▸ **Try it**: Transcribe exactly the line that contains "for the results." and every line after it through the end of the records, with nothing else.

[Stored data]
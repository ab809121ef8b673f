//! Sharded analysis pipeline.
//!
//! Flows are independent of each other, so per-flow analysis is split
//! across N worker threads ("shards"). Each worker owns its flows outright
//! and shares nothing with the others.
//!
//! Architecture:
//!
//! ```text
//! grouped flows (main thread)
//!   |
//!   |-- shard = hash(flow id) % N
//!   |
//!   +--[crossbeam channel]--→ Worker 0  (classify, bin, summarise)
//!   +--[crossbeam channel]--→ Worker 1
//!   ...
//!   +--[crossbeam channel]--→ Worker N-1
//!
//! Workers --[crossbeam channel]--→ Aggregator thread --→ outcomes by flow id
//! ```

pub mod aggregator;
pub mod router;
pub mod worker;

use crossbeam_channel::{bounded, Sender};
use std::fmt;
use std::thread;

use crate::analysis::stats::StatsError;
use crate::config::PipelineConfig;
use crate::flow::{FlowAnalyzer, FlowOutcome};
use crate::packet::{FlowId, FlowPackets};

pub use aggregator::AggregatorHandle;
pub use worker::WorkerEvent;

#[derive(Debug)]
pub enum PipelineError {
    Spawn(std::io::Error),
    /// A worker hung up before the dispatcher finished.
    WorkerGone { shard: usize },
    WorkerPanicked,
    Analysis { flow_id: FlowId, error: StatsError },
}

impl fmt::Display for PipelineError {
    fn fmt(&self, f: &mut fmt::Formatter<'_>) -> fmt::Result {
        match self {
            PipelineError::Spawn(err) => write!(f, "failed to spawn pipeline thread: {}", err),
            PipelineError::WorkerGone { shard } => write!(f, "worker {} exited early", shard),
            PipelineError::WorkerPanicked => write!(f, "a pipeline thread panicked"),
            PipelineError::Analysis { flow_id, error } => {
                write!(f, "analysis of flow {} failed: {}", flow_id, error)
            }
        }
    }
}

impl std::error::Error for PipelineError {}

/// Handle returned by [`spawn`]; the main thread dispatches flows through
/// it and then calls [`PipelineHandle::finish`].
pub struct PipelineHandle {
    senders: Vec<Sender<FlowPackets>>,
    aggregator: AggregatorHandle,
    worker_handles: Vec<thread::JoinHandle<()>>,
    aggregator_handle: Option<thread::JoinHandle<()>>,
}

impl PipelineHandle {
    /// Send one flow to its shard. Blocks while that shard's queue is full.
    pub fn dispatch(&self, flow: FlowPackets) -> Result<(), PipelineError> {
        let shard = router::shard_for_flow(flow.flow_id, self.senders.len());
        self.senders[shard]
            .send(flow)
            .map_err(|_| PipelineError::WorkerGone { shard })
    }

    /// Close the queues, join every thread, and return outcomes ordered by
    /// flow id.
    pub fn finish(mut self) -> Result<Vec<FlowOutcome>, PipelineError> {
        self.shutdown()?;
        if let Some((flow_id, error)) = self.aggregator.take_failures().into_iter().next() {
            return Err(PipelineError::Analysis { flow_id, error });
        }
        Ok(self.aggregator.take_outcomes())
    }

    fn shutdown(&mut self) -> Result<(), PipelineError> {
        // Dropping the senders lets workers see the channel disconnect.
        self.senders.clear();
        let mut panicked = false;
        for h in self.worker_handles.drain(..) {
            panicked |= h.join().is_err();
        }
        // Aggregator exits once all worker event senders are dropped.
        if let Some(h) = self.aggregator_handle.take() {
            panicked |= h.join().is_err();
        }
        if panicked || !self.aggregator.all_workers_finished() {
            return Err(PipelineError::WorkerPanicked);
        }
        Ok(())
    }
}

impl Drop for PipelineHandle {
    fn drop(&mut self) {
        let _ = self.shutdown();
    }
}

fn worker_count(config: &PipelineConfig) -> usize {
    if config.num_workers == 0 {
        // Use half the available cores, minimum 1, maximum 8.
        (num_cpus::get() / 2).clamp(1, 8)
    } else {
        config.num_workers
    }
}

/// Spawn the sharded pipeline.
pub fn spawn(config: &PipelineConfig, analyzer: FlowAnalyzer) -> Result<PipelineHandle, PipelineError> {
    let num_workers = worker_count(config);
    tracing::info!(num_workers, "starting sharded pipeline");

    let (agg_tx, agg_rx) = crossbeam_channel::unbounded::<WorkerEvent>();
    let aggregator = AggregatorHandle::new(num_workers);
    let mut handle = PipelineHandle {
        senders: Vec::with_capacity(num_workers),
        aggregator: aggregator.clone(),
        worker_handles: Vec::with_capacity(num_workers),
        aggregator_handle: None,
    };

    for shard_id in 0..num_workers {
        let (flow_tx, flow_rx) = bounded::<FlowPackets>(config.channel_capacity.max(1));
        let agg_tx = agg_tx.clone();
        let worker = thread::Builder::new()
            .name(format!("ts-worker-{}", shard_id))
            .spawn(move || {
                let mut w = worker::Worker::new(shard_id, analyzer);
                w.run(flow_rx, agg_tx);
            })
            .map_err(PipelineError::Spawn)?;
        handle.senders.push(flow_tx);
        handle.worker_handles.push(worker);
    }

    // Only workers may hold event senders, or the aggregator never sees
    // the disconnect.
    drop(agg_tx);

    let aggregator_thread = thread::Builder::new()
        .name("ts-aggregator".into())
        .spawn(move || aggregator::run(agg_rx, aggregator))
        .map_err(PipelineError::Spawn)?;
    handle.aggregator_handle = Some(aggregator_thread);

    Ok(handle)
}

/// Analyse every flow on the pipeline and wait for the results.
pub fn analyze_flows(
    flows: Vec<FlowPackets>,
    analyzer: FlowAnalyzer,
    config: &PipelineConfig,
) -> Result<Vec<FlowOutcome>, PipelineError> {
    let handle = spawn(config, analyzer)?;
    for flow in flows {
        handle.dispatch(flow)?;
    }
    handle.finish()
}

▸ **Result below**:
/// Analyse every flow on the pipeline and wait for the results.
pub fn analyze_flows(
    flows: Vec<FlowPackets>,
    analyzer: FlowAnalyzer,
    config: &PipelineConfig,
) -> Result<Vec<FlowOutcome>, PipelineError> {
    let handle = spawn(config, analyzer)?;
    for flow in flows {
        handle.dispatch(flow)?;
    }
    handle.finish()
}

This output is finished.